====== Record extracts

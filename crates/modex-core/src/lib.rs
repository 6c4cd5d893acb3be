//! # Modex Core
//!
//! The modal controller, ex-command interpreter and session state.
//!
//! ## Architecture Overview
//!
//! ```text
//! ┌──────────────────────────────────────────────────────────┐
//! │                         Editor<H>                         │
//! │  ┌──────────┐  ┌───────────┐  ┌────────────────────────┐ │
//! │  │  Keymap  │  │  Config   │  │    CommandRegistry<H>  │ │
//! │  └──────────┘  └───────────┘  └────────────────────────┘ │
//! │        │                                  │               │
//! │  ┌─────┴─────────────────┐      ┌─────────┴───────────┐  │
//! │  │ mode::handler_for(..) │      │   HostAdapter (H)   │  │
//! │  └─────┬─────────────────┘      └─────────────────────┘  │
//! │  ┌─────┴──────────────────────────────────┐              │
//! │  │ EditorState: buffer, cursor, history… │  Highlighter  │
//! │  └────────────────────────────────────────┘              │
//! └──────────────────────────────────────────────────────────┘
//! ```
//!
//! ## Learning: Module Organization
//!
//! Rust modules map to files:
//! - `mod foo;` looks for `foo.rs` or `foo/mod.rs`
//! - `pub use` re-exports items for cleaner public APIs

pub mod command;
pub mod config;
pub mod editor;
pub mod event;
pub mod host;
pub mod keymap;
pub mod mode;
pub mod snapshot;
pub mod state;

pub use command::{
    CommandContext, CommandHandler, CommandRegistry, OperationResult, ParsedCommand, StatePatch,
};
pub use config::{Config, ConfigError, EditorConfig, KeyboardConfig};
pub use editor::Editor;
pub use event::{EditorEvent, EventBus, EventHandler};
pub use host::{HostAdapter, MemoryHost};
pub use keymap::{Action, Key, KeyBinding, KeyPress, Keymap, Modifiers};
pub use mode::Transition;
pub use snapshot::EditorSnapshot;
pub use state::{EditorState, Mode, Register, Severity, StatusMessage, Viewport};

/// Result type for core operations
pub type CoreResult<T> = Result<T, CoreError>;

/// Errors that can occur in core operations
#[derive(Debug, thiserror::Error)]
pub enum CoreError {
    #[error("File not found: {0}")]
    FileNotFound(String),

    #[error("IO error: {0}")]
    Io(#[from] std::io::Error),

    #[error("Buffer error: {0}")]
    Buffer(#[from] modex_buffer::BufferError),

    #[error("Syntax error: {0}")]
    Syntax(#[from] modex_syntax::SyntaxError),

    #[error("Config error: {0}")]
    Config(#[from] ConfigError),

    #[error("Invalid operation: {0}")]
    InvalidOperation(String),
}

============

[Task prompt] Which of the lines above carry the string "type"? Pick them out and copy them.

[Task result]
/// Result type for core operations
pub type CoreResult<T> = Result<T, CoreError>;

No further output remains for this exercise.